Article ID Journal Published Year Pages File Type
1949008 Biochimica et Biophysica Acta (BBA) - Molecular and Cell Biology of Lipids 2016 10 Pages PDF
Abstract

•Greatly increased extraction efficiency of ceramides from stratum corneum•A new LC/MS method to simultaneously profile and quantify stratum corneum ceramides•A 3D response model for absolute quantification of ceramides using full scan MS•Differences between the native skin and in vitro regenerated skin ceramides•Separation of α-hydroxy ceramide stereoisomers

In the outermost layer of the skin, the stratum corneum (SC), ceramides form a diverse and essential pool of lipids.
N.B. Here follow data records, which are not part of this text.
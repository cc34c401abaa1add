//! Shapiro-Wilk normality test.
//!
//! Coefficients and the p-value follow Royston's 1995 approximation
//! (Applied Statistics algorithm AS R94), valid for 3 to 5000 observations.

use serde::{Deserialize, Serialize};
use statrs::distribution::{ContinuousCDF, Normal};

/// Smallest sample the test accepts.
pub const MIN_SAMPLE_SIZE: usize = 3;

/// Largest sample the approximation is valid for.
pub const MAX_SAMPLE_SIZE: usize = 5000;

const C1: [f64; 6] = [0.0, 0.221_157, -0.147_981, -2.071_190, 4.434_685, -2.706_056];
const C2: [f64; 6] = [0.0, 0.042_981, -0.293_762, -1.752_461, 5.682_633, -3.582_633];
const C3: [f64; 4] = [0.544, -0.399_78, 0.025_054, -6.714e-4];
const C4: [f64; 4] = [1.3822, -0.778_57, 0.062_767, -0.002_032_2];
const C5: [f64; 4] = [-1.5861, -0.310_82, -0.083_751, 0.003_891_5];
const C6: [f64; 3] = [-0.4803, -0.082_676, 0.003_030_2];
const G: [f64; 2] = [-2.273, 0.459];

/// Outcome of a Shapiro-Wilk test.
#[derive(Clone, Copy, Debug, PartialEq, Serialize, Deserialize)]
pub struct ShapiroWilk {
    /// The W statistic, in `(0, 1]`.
    pub w: f64,
    /// Probability of a W this small under normality.
    pub p_value: f64,
}

/// Runs the Shapiro-Wilk test on `values`.
///
/// Returns `None` when the sample size is outside
/// [`MIN_SAMPLE_SIZE`]..=[`MAX_SAMPLE_SIZE`], when any value is not finite,
/// or when all values are identical.
#[must_use]
pub fn shapiro_wilk(values: &[f64]) -> Option<ShapiroWilk> {
    let n = values.len();
    if !(MIN_SAMPLE_SIZE..=MAX_SAMPLE_SIZE).contains(&n) || values.iter().any(|v| !v.is_finite())
    {
        return None;
    }

    let mut x = values.to_vec();
    x.sort_by(f64::total_cmp);
    let range = x[n - 1] - x[0];
    if range <= f64::EPSILON * x[n - 1].abs().max(x[0].abs()) {
        return None;
    }

    let std_normal = Normal::new(0.0, 1.0).ok()?;
    let a = coefficients(n, &std_normal);

    let mean = x.iter().sum::<f64>() / n as f64;
    let ssq: f64 = x.iter().map(|v| (v - mean).powi(2)).sum();
    let numerator: f64 = a
        .iter()
        .enumerate()
        .map(|(i, ai)| ai * (x[n - 1 - i] - x[i]))
        .sum();
    let w = (numerator * numerator / ssq).min(1.0);

    Some(ShapiroWilk {
        w,
        p_value: p_value(w, n, &std_normal).clamp(0.0, 1.0),
    })
}

/// Coefficients for the upper half of the order statistics, largest first.
fn coefficients(n: usize, std_normal: &Normal) -> Vec<f64> {
    if n == 3 {
        return vec![std::f64::consts::FRAC_1_SQRT_2];
    }

    let an = n as f64;
    let half = n / 2;
    let m: Vec<f64> = (1..=half)
        .map(|i| std_normal.inverse_cdf((i as f64 - 0.375) / (an + 0.25)))
        .collect();

    let summ2 = 2.0 * m.iter().map(|v| v * v).sum::<f64>();
    let ssumm2 = summ2.sqrt();
    let rsn = 1.0 / an.sqrt();
    let a1 = poly(&C1, rsn) - m[0] / ssumm2;

    let mut a = vec![0.0; half];
    a[0] = a1;
    let first_scaled = if n > 5 {
        let a2 = -m[1] / ssumm2 + poly(&C2, rsn);
        a[1] = a2;
        2
    } else {
        1
    };
    let fac = if n > 5 {
        ((summ2 - 2.0 * m[0] * m[0] - 2.0 * m[1] * m[1])
            / (1.0 - 2.0 * a1 * a1 - 2.0 * a[1] * a[1]))
            .sqrt()
    } else {
        ((summ2 - 2.0 * m[0] * m[0]) / (1.0 - 2.0 * a1 * a1)).sqrt()
    };
    for (ai, mi) in a.iter_mut().zip(&m).skip(first_scaled) {
        *ai = -mi / fac;
    }
    a
}

fn p_value(w: f64, n: usize, std_normal: &Normal) -> f64 {
    if n == 3 {
        // exact distribution for three observations
        let p = 6.0 / std::f64::consts::PI * (w.sqrt().asin() - 0.75_f64.sqrt().asin());
        return p.max(0.0);
    }

    let an = n as f64;
    let mut y = (1.0 - w).ln();
    let (m, s) = if n <= 11 {
        let gamma = poly(&G, an);
        if y >= gamma {
            return 0.0;
        }
        y = -(gamma - y).ln();
        (poly(&C3, an), poly(&C4, an).exp())
    } else {
        let xx = an.ln();
        (poly(&C5, xx), poly(&C6, xx).exp())
    };
    std_normal.sf((y - m) / s)
}

/// Evaluates `c[0] + c[1] x + c[2] x^2 + ...`.
fn poly(c: &[f64], x: f64) -> f64 {
    c.iter().rev().fold(0.0, |acc, &ci| acc * x + ci)
}

#[cfg(test)]
mod tests {
    use super::*;

    #[test]
    fn test_reference_sample() {
        let weights = [
            148.0, 154.0, 158.0, 160.0, 161.0, 162.0, 166.0, 170.0, 182.0, 195.0, 236.0,
        ];
        let result = shapiro_wilk(&weights).unwrap();
        assert!((result.w - 0.7888).abs() < 1e-3);
        assert!((result.p_value - 0.0067).abs() < 5e-4);
    }

    #[test]
    fn test_three_points_exact() {
        let result = shapiro_wilk(&[1.0, 2.0, 4.0]).unwrap();
        assert!((result.w - 0.9643).abs() < 1e-3);
        assert!((result.p_value - 0.6369).abs() < 1e-3);
    }

    #[test]
    fn test_order_does_not_matter() {
        let a = shapiro_wilk(&[4.0, 2.0, 9.0, 5.0, 7.0, 4.0, 5.0, 4.0]).unwrap();
        let b = shapiro_wilk(&[2.0, 4.0, 4.0, 4.0, 5.0, 5.0, 7.0, 9.0]).unwrap();
        assert_eq!(a, b);
        assert!((a.w - 0.9166).abs() < 1e-3);
    }

    #[test]
    fn test_bell_shaped_sample_not_rejected() {
        let returns = [
            -1.2, 0.3, 0.8, -0.4, 0.1, 1.5, -0.9, 0.0, 0.6, -0.2, 0.4, -0.7, 1.1, -1.6, 0.2, 0.9,
            -0.3, 0.5, -0.1, 0.7,
        ]
        .map(|v| v * 0.01);
        let result = shapiro_wilk(&returns).unwrap();
        assert!(result.p_value > 0.5);
    }

    #[test]
    fn test_heavy_tail_rejected() {
        let values = [1.0, 1.0, 1.0, 1.0, 1.0, 1.0, 1.0, 1.0, 2.0, 50.0, 100.0, 1000.0];
        let result = shapiro_wilk(&values).unwrap();
        assert!(result.p_value < 1e-4);
    }

    #[test]
    fn test_undefined_inputs() {
        assert_eq!(shapiro_wilk(&[]), None);
        assert_eq!(shapiro_wilk(&[0.1, 0.2]), None);
        assert_eq!(shapiro_wilk(&[0.0, 0.0, 0.0, 0.0]), None);
        assert_eq!(shapiro_wilk(&[0.1, f64::NAN, 0.2]), None);
    }
}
Due to their diversity and the limited availability of synthetic standards it is challenging to quantitatively analyse all SC ceramides independently. We aim to perform a detailed analysis of ceramides on SC harvested from in vivo and ex vivo skin, therefore, a LC/MS method was developed in which all steps from sample acquisition until data analysis were examined and optimized. Improving extraction efficiency of ceramides resulted in an increase in efficiency from 71.5% to 99.3%. It was shown that sample harvesting by tape-stripping in vivo was accurate and precise. A full scan MS method was developed, compatible with all sample types, enabling simultaneously qualitative and quantitative data analysis. A novel three dimensional response model was constructed to quantify all detected ceramides from full scan data using a limited amount of synthetic ceramides. The application is demonstrated on various SC sample types. When ex vivo SC was regenerated during human skin culture, increases are observed in the amount of the ceramide sphingosine subclasses, in mono unsaturated ceramides (which have an cis-double bond in the acyl chain), and ceramides with a short C34 carbon chain (ceramides with a total carbon chain of 34 carbon atoms), compared with native human skin. These changes in ceramide levels are also often encountered in diseased skin.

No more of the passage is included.